As Hans Zimmer’s “To Die For” thunders, the wildebeest come running down into the gorge and your 10-year-old self tells Simba to run. Hope is still a possibility after Mufasa saves his cub and leaps from the stampede onto the rocks and climbs to the top. Then your 34-year-old self soothes your inner child, because what happens next—the grave offense Scar commits—is irreversible.
But what most miss about Scar, even after 25 years, is under all of his deplorable ways lies his one admirable quality: ambition.
Scar saw himself among the greats and envisioned a kingdom under his rule. He let nothing get in the way of his chosen destiny, including his weak older brother. Scar couldn’t and wouldn’t settle for being a knight, or a duke or a lord. Scar wanted to be king, so much so betrayal and murder were mere casualties in the race to rule Pride Rock.
Who among us has ever gone after our future with more reckless abandon?
Ejiofor understood this insatiable need to ascend to the greatness Scar believed he possessed, and he channeled that with his voice. The east-London native’s lilt took on whatever emotions needed to give way to Scar’s true intentions.
Whether it be the flat, emotionless way he dismissed Simba into the den. (“I don’t babysit,” he sneers) or the way he let his words dangle in the air as he covertly described life as Mufasa’s brother (“Others spend their lives in the dark…begging for scraps”), Ejiofor’s reinvention of Scar is more than just a voice over. It’s the inflated and arguably updated blueprint Irons left behind.
Ejiofor showed that to embody Scar meant more than reciting lines from a page. It meant whatever couldn’t be expressed through physical emotion seen on screen had to be demonstrated in the inflections, whispers, and passion of his voice. Scar’s lustful desire to outshine his brother and his brother’s memory was on full display whenever Scar was on screen and Ejiofor zeroed in on that, even from behind a microphone.
With fervor, and indignation Ejiofor’s portrayal of Scar proved why, without him, Simba would be nothing. Without Scar, Simba wouldn’t have to face his biggest foe or know how to. While Mufasa taught him compassion, loyalty, and love, Scar taught him to fight. Scar is a liar and a cheat and will stop at nothing to get what he feels rightfully belongs to him. And yet, as vile as Scar is, he’s also the unintended teacher.

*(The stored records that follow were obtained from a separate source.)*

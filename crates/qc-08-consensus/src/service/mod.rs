//! # Validation Queue
//!
//! Admits peer result reports, drives repeated consensus evaluation and
//! commits agreed results strictly in timestamp order.
//!
//! ## Entry lifecycle
//!
//! ```text
//! append ──→ [PENDING] ──tick──→ [EVALUATING] ──verdict──→ [CONSENSUS REACHED]
//!                                     ↑                          │
//!                                     └──── vote changed ────────┤
//!                                                                │ earliest?
//!                                                                ↓
//!                                                          [COMMITTED] ──→ flushed
//! ```
//!
//! An entry that reaches consensus while an earlier timestamp is still
//! unresolved is held. Each commit retries the next earliest entry, so one
//! resolved predecessor can release a whole run of held entries.
//!
//! ## Rollback
//!
//! When the local node's own vote loses, its speculative state from that
//! timestamp onward was built on a divergent result. The queue rolls it back,
//! drops the local votes for every later timestamp, and then applies the
//! agreed payload.
//!
//! ## Concurrency
//!
//! The queue has a single owner. [`ValidationQueue::run`] multiplexes report
//! intake, ticks and shutdown with `tokio::select!`; the only parallelism is
//! inside the evaluator's worker pool.

use crate::config::ConsensusConfig;
use crate::domain::{
    ConsensusDeterminer, ConsensusError, ConsensusResult, EntryStage, LivenessMonitor,
    RejectReason, ReportOutcome, SolutionUpdate, TickReport, ValidationResultStore,
};
use crate::evaluator::{EvaluationJob, EvaluationOutcome, ParallelConsensusEvaluator};
use crate::metrics;
use crate::ports::{
    PeerDirectory, ResultCommitter, SignatureVerifier, SpeculativeState, ValidationQueueApi,
};
use async_trait::async_trait;
use shared_crypto::hash_processing_result;
use shared_types::{proof_signing_message, HlcTimestamp, NodeId, PeerReport, PeerRole};
use std::collections::BTreeSet;
use std::sync::Arc;
use tokio::sync::{mpsc, watch};
use tokio::time::MissedTickBehavior;
use tracing::{debug, error, info, warn};
//! Consensus verdict record

use serde::{Deserialize, Serialize};
use shared_types::Hash;

/// Which tier produced the agreed solution.
#[derive(Clone, Copy, Debug, PartialEq, Eq, Hash, Serialize, Deserialize)]
pub enum ConsensusType {
    /// The consensus threshold was met by identical results.
    Ideal,
    /// The leading result can no longer be overtaken.
    Eager,
    /// Deterministic tie-break after every other tier was foreclosed.
    Failed,
}

impl ConsensusType {
    pub fn as_str(&self) -> &'static str {
        match self {
            ConsensusType::Ideal => "ideal",
            ConsensusType::Eager => "eager",
            ConsensusType::Failed => "failed",
        }
    }
}

/// Outcome of one consensus evaluation for one timestamp.
///
/// Always replaced wholesale; the possibility flags carry forward so later
/// evaluations skip tiers that are already foreclosed.
#[derive(Clone, Copy, Debug, PartialEq, Eq)]
pub struct ConsensusCheckResult {
    pub has_consensus: bool,
    pub consensus_type: Option<ConsensusType>,
    pub solution: Option<Hash>,
    pub ideal_possible: bool,
    pub eager_possible: bool,
}

impl ConsensusCheckResult {
    /// State before any evaluation: nothing decided, every tier open.
    pub const fn initial() -> Self {
        Self {
            has_consensus: false,
            consensus_type: None,
            solution: None,
            ideal_possible: true,
            eager_possible: true,
        }
    }

    /// No decision yet.
    pub const fn undecided(ideal_possible: bool, eager_possible: bool) -> Self {
        Self {
            has_consensus: false,
            consensus_type: None,
            solution: None,
            ideal_possible,
            eager_possible,
        }
    }

    /// Agreement on `solution` via `consensus_type`.
    pub const fn reached(
        consensus_type: ConsensusType,
        solution: Hash,
        ideal_possible: bool,
        eager_possible: bool,
    ) -> Self {
        Self {
            has_consensus: true,
            consensus_type: Some(consensus_type),
            solution: Some(solution),
            ideal_possible,
            eager_possible,
        }
    }
}

impl Default for ConsensusCheckResult {
    fn default() -> Self {
        Self::initial()
    }
}
//! Error types for the consensus subsystem

use shared_types::HlcTimestamp;

/// Consensus error types
///
/// Per-report problems are not errors (see `ReportOutcome`); these are the
/// failures that stop a tick from completing.
#[derive(Debug, thiserror::Error)]
pub enum ConsensusError {
    #[error("Invalid consensus config: {0}")]
    InvalidConfig(String),

    #[error("Evaluation worker pool unavailable: {0}")]
    WorkerPool(String),

    #[error("No result payload stored for winning hash at {0}")]
    MissingResult(HlcTimestamp),

    #[error("Applying results for {hlc} failed: {reason}")]
    CommitFailed { hlc: HlcTimestamp, reason: String },

    #[error("Rolling back speculative state from {hlc} failed: {reason}")]
    RollbackFailed { hlc: HlcTimestamp, reason: String },
}

/// Result type for consensus operations
pub type ConsensusResult<T> = Result<T, ConsensusError>;
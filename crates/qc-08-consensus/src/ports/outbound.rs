//! Driven ports (Outbound dependencies)

use async_trait::async_trait;
use shared_types::{HlcTimestamp, ProcessingResult};

/// Applies agreed results to persistent application state.
///
/// Called strictly in timestamp order, once per committed timestamp.
#[async_trait]
pub trait ResultCommitter: Send + Sync {
    async fn apply_processing_results(&self, result: &ProcessingResult) -> Result<(), String>;
}

/// The node's own optimistic execution, built ahead of consensus.
#[async_trait]
pub trait SpeculativeState: Send + Sync {
    /// Discard every speculative write at or after `hlc`.
    async fn rollback_from(&self, hlc: HlcTimestamp) -> Result<(), String>;
}

/// Speculative state for nodes that do not execute ahead of consensus.
#[derive(Debug, Default, Clone, Copy)]
pub struct NoSpeculation;

#[async_trait]
impl SpeculativeState for NoSpeculation {
    async fn rollback_from(&self, _hlc: HlcTimestamp) -> Result<(), String> {
        Ok(())
    }
}
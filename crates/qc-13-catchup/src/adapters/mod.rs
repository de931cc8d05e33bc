//! # Adapters
//!
//! In-memory implementations of the catchup ports, for tests and for
//! embedding catchup in a single process.

pub mod in_memory;
pub mod network;

pub use in_memory::{InMemoryBlockStore, InMemoryStateStore};
pub use network::{InProcessNetwork, PeerBehaviour};
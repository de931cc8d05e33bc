//! # Test Support
//!
//! An in-process masternode network. Every node runs a real validation
//! queue; agreed results are minted into blocks by [`ChainCommitter`].

use async_trait::async_trait;
use qc_08_consensus::{
    ConsensusConfig, NoSpeculation, QueueDependencies, ResultCommitter, TickReport,
    ValidationQueue,
};
use qc_13_catchup::{BlockStore, InMemoryBlockStore, InMemoryStateStore, StateStore};
use serde_json::json;
use shared_crypto::{hash_processing_result, seal_block, sha3_256, Ed25519KeyPair, Ed25519Verifier};
use shared_types::{
    HlcTimestamp, NodeId, PeerReport, PeerRole, ProcessingResult, StateDelta, StaticPeerDirectory,
    SubBlock, TxResult,
};
use std::sync::Arc;

/// Install a test log subscriber once (`RUST_LOG` controls the level).
pub fn init_tracing() {
    let _ = tracing_subscriber::fmt()
        .with_env_filter(tracing_subscriber::EnvFilter::from_default_env())
        .with_test_writer()
        .try_init();
}

/// Deterministic masternode key.
pub fn node_key(seed: u8) -> Ed25519KeyPair {
    Ed25519KeyPair::from_seed([seed; 32])
}

/// Logical timestamp for round `n`.
pub fn hlc(n: u64) -> HlcTimestamp {
    HlcTimestamp::new(1_700_000_000_000_000_000 + n, 0)
}

/// Result of executing round `n`; `variant` models divergent execution.
pub fn execute(n: u64, variant: u32) -> ProcessingResult {
    ProcessingResult {
        hlc_timestamp: hlc(n),
        tx_result: TxResult {
            tx_hash: sha3_256(&n.to_be_bytes()),
            status: 0,
            payload: json!({"sender": "alice", "to": "bob", "amount": n}),
            state: vec![
                StateDelta {
                    key: "currency.balances:bob".to_string(),
                    value: json!(n * 10 + u64::from(variant)),
                },
                StateDelta {
                    key: "rounds".to_string(),
                    value: json!(n),
                },
            ],
        },
    }
}

/// Sign `payload` as `key`.
pub fn signed_report(key: &Ed25519KeyPair, payload: ProcessingResult) -> PeerReport {
    let result_hash = hash_processing_result(&payload).unwrap();
    PeerReport {
        hlc_timestamp: payload.hlc_timestamp,
        result_hash,
        proof: key.sign_result(&payload.hlc_timestamp, result_hash),
        full_payload: payload,
    }
}

/// Mints one block per committed result on top of the node's chain.
pub struct ChainCommitter {
    blocks: Arc<InMemoryBlockStore>,
    state: Arc<InMemoryStateStore>,
}

impl ChainCommitter {
    pub fn new(blocks: Arc<InMemoryBlockStore>, state: Arc<InMemoryStateStore>) -> Self {
        Self { blocks, state }
    }
}

#[async_trait]
impl ResultCommitter for ChainCommitter {
    async fn apply_processing_results(&self, result: &ProcessingResult) -> Result<(), String> {
        let number = self.blocks.latest_height() + 1;
        let subblock = SubBlock {
            input_hash: sha3_256(&result.hlc_timestamp.to_signing_bytes()),
            transactions: vec![result.tx_result.clone()],
            merkle_root: hash_processing_result(result).map_err(|e| e.to_string())?,
            signatures: vec![],
        };
        let block = seal_block(number, self.blocks.latest_hash(), vec![subblock])
            .map_err(|e| e.to_string())?;

        self.state
            .apply_state_deltas(number, &block.hash, &block.state_deltas())
            .map_err(|e| e.to_string())?;
        let hash = block.hash;
        self.blocks.put_block(block).map_err(|e| e.to_string())?;
        self.blocks
            .set_latest(number, hash)
            .map_err(|e| e.to_string())
    }
}

pub type NodeQueue =
    ValidationQueue<ChainCommitter, StaticPeerDirectory, Ed25519Verifier, NoSpeculation>;

/// One masternode.
pub struct TestNode {
    pub key: Ed25519KeyPair,
    pub queue: NodeQueue,
    pub blocks: Arc<InMemoryBlockStore>,
    pub state: Arc<InMemoryStateStore>,
}

impl TestNode {
    pub fn id(&self) -> NodeId {
        self.key.node_id()
    }

    pub fn height(&self) -> u64 {
        self.blocks.latest_height()
    }
}

/// Masternodes that all list each other.
pub struct TestNetwork {
    pub nodes: Vec<TestNode>,
}

impl TestNetwork {
    pub fn new(size: u8) -> Self {
        Self::with_config(size, ConsensusConfig::for_testing())
    }

    pub fn with_config(size: u8, config: ConsensusConfig) -> Self {
        let seeds: Vec<u8> = (1..=size).collect();
        let nodes = seeds
            .iter()
            .map(|&seed| {
                let key = node_key(seed);
                let peers = seeds
                    .iter()
                    .filter(|&&other| other != seed)
                    .map(|&other| node_key(other).node_id());
                let directory = Arc::new(StaticPeerDirectory::with_peers(
                    peers,
                    PeerRole::Masternode,
                ));
                let blocks = Arc::new(InMemoryBlockStore::new());
                let state = Arc::new(InMemoryStateStore::new());

                let queue = ValidationQueue::new(QueueDependencies {
                    committer: Arc::new(ChainCommitter::new(blocks.clone(), state.clone())),
                    directory,
                    verifier: Arc::new(Ed25519Verifier),
                    speculative: Arc::new(NoSpeculation),
                    local_node: key.node_id(),
                    config: config.clone(),
                })
                .unwrap();

                TestNode {
                    key,
                    queue,
                    blocks,
                    state,
                }
            })
            .collect();

        Self { nodes }
    }

    /// Node `from` executes `payload` and gossips its report to `to`
    /// (itself included when listed).
    pub async fn gossip(&mut self, from: usize, payload: ProcessingResult, to: &[usize]) {
        let report = signed_report(&self.nodes[from].key, payload);
        for &target in to {
            self.nodes[target].queue.append(report.clone()).await;
        }
    }

    /// Every node executes round `n` identically and gossips to everyone.
    pub async fn agree_on(&mut self, n: u64) {
        let everyone: Vec<usize> = (0..self.nodes.len()).collect();
        for from in 0..self.nodes.len() {
            self.gossip(from, execute(n, 0), &everyone).await;
        }
    }

    /// One tick on every node.
    pub async fn tick_all(&mut self) -> Vec<TickReport> {
        let mut reports = Vec::with_capacity(self.nodes.len());
        for node in &mut self.nodes {
            reports.push(node.queue.process_next().await.unwrap());
        }
        reports
    }
}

Ejiofor knew that deeper than his fury and his jealousy, Scar was more than just a bad guy. Scar was an instructor who made Simba and audiences examine themselves and Ejiofor’s performance underscores that. Does it feel good to give Scar his flowers? Of course not. I wouldn’t spit on Scar even if he were on fire. But let’s face it, there would be no Lion King if Simba didn’t have to fight for his throne.
So to Scar and to all the bad guys who help us roar a little bit louder, thank you for the unintended lesson.